DATASET ENTRIES START

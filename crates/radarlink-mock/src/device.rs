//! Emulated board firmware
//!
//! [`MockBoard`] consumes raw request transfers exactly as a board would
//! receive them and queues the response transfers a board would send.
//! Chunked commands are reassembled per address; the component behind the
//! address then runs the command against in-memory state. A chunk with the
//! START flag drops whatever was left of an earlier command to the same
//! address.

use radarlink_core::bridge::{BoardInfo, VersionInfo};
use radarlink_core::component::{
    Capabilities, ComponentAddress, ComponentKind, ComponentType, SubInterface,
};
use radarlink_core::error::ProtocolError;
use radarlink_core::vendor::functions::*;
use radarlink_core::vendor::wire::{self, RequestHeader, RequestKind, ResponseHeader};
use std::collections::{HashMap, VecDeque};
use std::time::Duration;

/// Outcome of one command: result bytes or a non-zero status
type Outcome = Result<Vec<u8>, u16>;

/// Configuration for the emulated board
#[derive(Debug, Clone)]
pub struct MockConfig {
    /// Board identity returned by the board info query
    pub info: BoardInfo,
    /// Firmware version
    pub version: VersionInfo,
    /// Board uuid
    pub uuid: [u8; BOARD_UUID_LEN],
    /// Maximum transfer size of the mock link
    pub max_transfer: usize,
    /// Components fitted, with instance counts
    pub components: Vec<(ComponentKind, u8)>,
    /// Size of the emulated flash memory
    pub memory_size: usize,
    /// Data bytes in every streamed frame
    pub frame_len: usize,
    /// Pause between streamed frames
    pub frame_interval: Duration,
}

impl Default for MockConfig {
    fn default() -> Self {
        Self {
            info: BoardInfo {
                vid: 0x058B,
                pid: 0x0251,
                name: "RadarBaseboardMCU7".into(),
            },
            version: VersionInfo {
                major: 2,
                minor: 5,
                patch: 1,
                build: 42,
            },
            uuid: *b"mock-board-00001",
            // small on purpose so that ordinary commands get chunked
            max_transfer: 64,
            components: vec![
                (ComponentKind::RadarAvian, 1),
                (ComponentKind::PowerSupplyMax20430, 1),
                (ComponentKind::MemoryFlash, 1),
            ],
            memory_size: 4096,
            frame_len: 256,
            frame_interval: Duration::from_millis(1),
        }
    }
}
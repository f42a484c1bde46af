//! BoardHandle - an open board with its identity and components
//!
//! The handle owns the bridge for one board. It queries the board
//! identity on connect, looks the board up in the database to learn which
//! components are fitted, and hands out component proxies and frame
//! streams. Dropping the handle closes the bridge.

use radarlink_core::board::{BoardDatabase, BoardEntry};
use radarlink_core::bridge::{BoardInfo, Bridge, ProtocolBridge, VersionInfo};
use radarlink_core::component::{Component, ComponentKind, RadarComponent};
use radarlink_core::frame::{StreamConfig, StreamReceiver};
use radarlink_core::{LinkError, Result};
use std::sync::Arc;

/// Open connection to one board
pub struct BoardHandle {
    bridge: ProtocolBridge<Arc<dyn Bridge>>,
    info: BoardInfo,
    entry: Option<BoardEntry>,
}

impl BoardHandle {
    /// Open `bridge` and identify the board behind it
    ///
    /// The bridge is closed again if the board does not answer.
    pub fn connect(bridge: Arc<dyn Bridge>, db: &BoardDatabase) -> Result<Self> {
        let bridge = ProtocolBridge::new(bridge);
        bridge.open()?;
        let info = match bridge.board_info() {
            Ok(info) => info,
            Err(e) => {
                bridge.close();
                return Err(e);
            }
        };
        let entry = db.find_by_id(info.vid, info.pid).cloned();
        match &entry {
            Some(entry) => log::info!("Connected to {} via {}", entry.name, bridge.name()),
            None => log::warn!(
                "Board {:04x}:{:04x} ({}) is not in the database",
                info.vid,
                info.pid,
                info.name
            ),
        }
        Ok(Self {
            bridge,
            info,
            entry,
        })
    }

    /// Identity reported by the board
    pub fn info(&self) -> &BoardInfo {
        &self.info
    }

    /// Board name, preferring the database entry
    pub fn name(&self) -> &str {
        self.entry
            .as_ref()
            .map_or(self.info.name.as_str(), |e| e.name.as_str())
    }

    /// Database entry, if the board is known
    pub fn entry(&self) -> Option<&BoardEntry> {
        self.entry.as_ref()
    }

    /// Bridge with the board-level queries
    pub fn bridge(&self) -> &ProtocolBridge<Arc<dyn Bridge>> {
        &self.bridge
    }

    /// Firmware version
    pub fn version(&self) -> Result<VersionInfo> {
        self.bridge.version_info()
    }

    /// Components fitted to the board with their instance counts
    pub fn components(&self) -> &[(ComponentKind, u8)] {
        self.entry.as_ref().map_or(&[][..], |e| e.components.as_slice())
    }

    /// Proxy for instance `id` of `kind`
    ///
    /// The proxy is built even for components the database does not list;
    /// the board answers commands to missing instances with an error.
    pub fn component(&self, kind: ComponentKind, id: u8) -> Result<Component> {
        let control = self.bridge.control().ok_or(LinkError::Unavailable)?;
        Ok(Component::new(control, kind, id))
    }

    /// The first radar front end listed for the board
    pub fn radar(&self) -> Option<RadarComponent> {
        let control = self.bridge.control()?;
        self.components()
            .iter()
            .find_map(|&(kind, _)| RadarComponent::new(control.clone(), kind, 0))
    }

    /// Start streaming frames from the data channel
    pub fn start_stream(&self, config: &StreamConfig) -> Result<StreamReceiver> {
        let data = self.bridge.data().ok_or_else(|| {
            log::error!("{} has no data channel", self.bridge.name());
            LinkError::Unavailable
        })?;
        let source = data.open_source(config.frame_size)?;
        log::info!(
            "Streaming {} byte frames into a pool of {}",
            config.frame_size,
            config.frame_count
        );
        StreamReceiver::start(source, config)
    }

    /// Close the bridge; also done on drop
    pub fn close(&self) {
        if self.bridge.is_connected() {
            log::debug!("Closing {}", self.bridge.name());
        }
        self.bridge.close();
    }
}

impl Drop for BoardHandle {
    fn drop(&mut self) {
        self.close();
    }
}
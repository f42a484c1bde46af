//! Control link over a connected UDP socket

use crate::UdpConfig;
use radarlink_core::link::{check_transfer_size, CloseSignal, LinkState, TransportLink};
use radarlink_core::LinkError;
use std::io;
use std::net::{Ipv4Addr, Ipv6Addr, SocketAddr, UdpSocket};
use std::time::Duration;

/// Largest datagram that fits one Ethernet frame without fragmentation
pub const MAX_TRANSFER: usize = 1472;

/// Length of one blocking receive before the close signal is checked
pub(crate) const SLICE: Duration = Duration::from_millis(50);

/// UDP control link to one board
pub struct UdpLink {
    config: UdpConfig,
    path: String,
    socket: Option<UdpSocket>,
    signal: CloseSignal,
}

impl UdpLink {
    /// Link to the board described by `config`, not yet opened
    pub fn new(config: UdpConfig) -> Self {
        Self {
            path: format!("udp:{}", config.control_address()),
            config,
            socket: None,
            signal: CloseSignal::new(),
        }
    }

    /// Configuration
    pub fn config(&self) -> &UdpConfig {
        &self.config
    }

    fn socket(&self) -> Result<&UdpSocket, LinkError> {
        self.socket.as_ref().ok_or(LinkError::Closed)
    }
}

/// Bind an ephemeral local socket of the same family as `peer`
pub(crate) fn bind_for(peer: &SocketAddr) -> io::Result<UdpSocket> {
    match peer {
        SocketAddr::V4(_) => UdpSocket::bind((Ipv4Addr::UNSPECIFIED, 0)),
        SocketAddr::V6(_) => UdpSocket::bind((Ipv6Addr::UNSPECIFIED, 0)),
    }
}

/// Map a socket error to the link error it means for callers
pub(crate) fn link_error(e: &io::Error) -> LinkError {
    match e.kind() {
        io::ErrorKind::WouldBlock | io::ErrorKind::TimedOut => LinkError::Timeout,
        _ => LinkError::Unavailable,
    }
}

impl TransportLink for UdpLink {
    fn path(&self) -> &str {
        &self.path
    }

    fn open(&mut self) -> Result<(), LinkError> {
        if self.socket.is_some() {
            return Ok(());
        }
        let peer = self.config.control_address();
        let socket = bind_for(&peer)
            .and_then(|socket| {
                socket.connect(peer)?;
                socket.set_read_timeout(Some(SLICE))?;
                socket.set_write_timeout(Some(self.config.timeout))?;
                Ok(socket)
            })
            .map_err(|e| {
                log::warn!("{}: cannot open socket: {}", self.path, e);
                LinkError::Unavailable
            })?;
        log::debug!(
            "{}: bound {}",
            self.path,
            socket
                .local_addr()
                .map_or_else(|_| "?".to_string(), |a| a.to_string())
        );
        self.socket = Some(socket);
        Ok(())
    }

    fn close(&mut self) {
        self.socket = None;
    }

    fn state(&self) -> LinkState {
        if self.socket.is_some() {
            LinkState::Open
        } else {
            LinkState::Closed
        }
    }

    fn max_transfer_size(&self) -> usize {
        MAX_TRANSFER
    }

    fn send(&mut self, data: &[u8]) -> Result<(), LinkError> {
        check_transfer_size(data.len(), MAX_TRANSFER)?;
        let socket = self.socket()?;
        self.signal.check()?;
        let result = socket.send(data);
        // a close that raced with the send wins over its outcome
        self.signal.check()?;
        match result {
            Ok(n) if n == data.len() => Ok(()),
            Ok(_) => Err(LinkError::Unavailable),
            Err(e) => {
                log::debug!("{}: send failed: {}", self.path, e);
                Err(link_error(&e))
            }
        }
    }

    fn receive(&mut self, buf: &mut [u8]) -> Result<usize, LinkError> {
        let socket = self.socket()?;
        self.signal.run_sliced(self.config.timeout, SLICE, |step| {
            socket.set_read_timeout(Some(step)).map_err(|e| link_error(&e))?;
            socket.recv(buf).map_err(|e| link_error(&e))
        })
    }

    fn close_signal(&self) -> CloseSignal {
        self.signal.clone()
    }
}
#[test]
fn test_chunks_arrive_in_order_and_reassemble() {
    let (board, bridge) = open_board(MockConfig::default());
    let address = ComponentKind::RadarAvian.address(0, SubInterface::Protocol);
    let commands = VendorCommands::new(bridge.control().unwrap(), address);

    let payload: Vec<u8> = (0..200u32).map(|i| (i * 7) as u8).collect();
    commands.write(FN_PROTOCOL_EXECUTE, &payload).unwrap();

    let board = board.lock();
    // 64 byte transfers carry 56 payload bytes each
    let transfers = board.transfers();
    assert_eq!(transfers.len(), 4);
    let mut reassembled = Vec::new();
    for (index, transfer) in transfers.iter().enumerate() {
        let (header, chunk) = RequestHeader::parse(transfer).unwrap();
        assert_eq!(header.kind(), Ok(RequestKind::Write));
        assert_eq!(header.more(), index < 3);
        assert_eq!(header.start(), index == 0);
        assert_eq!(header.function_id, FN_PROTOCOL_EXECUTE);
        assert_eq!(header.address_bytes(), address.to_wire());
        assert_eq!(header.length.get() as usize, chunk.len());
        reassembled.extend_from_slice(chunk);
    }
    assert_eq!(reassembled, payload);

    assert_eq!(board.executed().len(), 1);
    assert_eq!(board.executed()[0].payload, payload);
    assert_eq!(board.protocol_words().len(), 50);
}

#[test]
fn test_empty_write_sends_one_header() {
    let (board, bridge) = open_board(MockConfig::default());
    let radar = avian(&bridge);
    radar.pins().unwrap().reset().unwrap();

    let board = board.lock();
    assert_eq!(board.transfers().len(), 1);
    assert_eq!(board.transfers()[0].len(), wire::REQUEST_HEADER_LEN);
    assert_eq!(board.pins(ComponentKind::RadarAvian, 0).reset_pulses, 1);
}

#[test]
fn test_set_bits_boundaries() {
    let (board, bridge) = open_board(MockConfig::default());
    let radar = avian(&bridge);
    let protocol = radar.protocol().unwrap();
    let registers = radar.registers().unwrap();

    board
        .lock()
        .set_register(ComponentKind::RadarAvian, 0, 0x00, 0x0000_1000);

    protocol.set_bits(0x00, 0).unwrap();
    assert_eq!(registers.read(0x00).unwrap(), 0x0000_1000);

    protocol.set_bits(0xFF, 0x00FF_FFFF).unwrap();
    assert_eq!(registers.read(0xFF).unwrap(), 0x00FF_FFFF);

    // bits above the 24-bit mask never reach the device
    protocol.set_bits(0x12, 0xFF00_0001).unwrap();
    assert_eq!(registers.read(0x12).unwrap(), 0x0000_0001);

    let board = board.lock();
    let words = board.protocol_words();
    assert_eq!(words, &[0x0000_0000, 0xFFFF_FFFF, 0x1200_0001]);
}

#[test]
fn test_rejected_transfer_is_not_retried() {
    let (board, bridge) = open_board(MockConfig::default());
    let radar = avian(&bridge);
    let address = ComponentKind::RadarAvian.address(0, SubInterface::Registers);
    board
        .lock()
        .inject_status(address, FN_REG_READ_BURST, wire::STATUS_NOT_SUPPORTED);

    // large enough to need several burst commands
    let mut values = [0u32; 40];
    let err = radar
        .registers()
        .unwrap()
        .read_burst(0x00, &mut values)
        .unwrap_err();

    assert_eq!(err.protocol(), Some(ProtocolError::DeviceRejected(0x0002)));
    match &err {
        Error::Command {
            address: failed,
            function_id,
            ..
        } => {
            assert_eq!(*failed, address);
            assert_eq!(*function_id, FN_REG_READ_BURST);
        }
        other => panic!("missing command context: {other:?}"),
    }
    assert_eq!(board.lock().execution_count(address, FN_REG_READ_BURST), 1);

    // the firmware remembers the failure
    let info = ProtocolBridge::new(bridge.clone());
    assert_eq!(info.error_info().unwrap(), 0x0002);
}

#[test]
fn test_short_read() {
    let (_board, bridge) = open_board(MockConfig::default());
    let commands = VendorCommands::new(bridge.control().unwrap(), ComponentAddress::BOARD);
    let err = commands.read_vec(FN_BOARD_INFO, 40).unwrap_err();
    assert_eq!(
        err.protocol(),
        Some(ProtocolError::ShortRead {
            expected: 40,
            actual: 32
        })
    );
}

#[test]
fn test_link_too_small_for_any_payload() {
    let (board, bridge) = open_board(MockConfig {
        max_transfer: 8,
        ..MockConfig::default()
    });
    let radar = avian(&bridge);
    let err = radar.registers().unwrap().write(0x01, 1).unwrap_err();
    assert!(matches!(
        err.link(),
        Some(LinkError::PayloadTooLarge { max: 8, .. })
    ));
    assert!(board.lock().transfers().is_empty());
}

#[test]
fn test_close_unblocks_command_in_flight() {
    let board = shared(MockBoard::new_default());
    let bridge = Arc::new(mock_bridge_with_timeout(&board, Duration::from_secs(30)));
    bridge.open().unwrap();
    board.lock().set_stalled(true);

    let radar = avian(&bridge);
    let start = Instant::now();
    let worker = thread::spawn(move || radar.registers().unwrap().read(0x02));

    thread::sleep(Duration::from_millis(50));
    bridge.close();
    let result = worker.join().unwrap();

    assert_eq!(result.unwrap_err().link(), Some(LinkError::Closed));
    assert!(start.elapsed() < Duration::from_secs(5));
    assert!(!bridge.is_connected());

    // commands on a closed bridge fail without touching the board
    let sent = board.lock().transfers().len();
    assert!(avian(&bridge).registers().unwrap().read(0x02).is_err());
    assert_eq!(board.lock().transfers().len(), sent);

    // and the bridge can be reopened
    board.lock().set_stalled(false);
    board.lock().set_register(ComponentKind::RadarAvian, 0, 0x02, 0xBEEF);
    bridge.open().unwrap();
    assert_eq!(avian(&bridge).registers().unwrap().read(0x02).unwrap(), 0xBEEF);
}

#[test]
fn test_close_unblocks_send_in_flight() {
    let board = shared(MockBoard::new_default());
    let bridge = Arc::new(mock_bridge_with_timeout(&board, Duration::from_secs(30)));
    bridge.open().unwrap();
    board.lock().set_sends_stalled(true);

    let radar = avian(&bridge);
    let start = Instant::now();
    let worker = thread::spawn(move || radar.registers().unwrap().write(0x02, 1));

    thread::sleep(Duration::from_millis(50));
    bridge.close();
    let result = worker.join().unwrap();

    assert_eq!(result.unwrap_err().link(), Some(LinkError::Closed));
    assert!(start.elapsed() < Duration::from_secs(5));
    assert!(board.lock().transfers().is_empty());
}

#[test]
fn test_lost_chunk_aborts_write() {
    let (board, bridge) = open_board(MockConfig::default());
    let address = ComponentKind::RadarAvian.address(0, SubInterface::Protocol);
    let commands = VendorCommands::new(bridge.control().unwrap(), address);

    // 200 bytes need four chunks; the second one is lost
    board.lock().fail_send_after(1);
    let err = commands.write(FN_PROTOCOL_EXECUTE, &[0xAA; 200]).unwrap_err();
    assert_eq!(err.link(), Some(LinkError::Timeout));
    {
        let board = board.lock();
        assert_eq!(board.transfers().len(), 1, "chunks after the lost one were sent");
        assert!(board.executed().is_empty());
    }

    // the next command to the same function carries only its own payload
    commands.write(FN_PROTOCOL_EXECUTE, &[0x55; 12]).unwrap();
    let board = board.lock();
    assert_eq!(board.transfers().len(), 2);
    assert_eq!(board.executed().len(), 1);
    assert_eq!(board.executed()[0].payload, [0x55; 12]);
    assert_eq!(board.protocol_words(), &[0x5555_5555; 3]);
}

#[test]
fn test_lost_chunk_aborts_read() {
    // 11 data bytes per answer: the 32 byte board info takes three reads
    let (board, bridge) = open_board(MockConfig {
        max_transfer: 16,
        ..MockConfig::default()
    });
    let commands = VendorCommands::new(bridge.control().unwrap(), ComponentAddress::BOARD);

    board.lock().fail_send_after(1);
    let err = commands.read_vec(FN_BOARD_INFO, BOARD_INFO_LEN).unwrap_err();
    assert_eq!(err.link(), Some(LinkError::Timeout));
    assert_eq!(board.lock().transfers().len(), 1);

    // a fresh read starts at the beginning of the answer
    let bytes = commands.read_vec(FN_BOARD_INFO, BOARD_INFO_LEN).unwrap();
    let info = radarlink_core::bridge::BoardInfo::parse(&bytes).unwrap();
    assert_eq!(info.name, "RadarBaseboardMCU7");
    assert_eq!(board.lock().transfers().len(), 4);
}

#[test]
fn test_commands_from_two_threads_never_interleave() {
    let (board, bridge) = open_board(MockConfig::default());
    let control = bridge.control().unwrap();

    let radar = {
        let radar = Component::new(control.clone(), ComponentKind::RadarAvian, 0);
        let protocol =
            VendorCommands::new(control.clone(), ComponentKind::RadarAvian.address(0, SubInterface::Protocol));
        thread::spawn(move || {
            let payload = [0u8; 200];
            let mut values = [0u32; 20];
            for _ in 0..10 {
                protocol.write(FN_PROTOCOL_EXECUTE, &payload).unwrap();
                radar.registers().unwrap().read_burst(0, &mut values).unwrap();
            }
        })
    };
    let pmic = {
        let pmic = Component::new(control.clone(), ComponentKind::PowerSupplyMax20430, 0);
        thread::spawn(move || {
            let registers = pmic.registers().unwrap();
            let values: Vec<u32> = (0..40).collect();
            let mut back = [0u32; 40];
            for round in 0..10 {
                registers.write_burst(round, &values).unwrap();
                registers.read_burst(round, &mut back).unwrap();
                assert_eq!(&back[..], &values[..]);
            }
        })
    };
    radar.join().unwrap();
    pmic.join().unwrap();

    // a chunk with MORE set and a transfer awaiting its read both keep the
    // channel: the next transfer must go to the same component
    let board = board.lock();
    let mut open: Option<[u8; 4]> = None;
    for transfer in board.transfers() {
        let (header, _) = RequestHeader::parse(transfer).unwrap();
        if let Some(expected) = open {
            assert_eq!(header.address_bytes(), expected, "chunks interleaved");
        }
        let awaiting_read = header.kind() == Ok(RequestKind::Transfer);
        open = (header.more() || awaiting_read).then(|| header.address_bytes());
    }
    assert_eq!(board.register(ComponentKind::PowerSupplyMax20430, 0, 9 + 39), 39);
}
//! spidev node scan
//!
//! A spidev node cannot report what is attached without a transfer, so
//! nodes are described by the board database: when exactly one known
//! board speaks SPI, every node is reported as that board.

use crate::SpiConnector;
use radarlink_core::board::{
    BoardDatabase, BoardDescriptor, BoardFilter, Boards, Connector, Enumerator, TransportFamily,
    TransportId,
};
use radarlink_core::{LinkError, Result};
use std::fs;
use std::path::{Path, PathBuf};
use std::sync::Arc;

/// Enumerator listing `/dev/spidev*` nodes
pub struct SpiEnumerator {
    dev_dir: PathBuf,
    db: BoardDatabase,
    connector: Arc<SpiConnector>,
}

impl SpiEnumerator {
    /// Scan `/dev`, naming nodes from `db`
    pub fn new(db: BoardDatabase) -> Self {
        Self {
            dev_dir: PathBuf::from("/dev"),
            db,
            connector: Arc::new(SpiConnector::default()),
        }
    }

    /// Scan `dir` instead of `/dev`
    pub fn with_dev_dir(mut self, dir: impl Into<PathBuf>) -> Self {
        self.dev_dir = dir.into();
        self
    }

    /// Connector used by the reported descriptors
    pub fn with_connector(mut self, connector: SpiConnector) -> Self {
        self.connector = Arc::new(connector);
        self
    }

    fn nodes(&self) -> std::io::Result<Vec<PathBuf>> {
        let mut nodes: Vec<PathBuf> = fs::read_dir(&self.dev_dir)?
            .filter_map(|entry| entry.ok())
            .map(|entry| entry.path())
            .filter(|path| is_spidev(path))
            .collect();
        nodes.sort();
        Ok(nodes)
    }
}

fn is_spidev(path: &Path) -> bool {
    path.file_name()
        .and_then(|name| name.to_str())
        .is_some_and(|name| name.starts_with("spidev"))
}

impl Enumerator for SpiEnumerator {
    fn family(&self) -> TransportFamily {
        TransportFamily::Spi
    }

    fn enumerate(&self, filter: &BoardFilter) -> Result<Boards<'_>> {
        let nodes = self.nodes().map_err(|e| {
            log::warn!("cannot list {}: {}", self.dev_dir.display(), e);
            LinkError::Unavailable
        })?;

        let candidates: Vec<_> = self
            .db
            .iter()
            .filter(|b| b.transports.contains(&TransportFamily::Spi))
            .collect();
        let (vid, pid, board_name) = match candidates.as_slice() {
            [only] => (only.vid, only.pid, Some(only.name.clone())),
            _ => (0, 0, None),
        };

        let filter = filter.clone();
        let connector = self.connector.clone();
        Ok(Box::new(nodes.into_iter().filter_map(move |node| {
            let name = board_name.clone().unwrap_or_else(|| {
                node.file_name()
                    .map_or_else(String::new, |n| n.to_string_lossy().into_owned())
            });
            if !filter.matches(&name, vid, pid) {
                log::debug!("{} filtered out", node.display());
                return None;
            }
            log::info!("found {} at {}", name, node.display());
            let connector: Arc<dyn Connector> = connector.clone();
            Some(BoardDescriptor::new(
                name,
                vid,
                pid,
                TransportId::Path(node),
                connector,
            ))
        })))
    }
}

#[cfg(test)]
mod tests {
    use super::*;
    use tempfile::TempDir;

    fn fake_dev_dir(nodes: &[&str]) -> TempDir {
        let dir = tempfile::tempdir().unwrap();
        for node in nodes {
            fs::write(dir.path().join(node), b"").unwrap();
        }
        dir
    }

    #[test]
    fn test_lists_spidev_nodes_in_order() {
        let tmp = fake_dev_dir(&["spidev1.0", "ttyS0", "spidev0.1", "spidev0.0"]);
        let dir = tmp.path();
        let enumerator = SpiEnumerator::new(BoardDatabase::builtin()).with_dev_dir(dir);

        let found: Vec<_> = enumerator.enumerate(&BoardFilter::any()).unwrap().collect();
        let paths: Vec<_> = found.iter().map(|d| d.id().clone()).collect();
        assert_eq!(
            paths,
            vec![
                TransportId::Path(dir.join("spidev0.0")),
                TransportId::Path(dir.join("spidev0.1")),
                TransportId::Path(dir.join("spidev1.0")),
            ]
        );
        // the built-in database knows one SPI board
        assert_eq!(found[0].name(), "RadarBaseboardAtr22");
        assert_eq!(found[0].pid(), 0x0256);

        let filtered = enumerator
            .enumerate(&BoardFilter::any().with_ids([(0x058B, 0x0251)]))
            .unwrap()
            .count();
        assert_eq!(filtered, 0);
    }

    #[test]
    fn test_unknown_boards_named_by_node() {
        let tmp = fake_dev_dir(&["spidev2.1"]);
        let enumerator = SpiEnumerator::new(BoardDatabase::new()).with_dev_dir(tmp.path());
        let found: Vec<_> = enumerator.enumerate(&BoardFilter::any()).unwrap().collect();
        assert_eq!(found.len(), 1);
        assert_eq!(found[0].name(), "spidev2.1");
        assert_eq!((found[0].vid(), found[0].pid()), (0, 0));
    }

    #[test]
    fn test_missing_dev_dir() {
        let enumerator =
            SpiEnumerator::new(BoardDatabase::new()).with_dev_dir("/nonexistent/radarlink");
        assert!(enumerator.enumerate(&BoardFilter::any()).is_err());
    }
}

DATASET ENTRIES END

=== TASK DIRECTIONS ===
Look through the data above and report every line in which "const" appears.

=== WRITTEN RESPONSE ===
pub const MAX_TRANSFER: usize = 1472;
pub(crate) const SLICE: Duration = Duration::from_millis(50);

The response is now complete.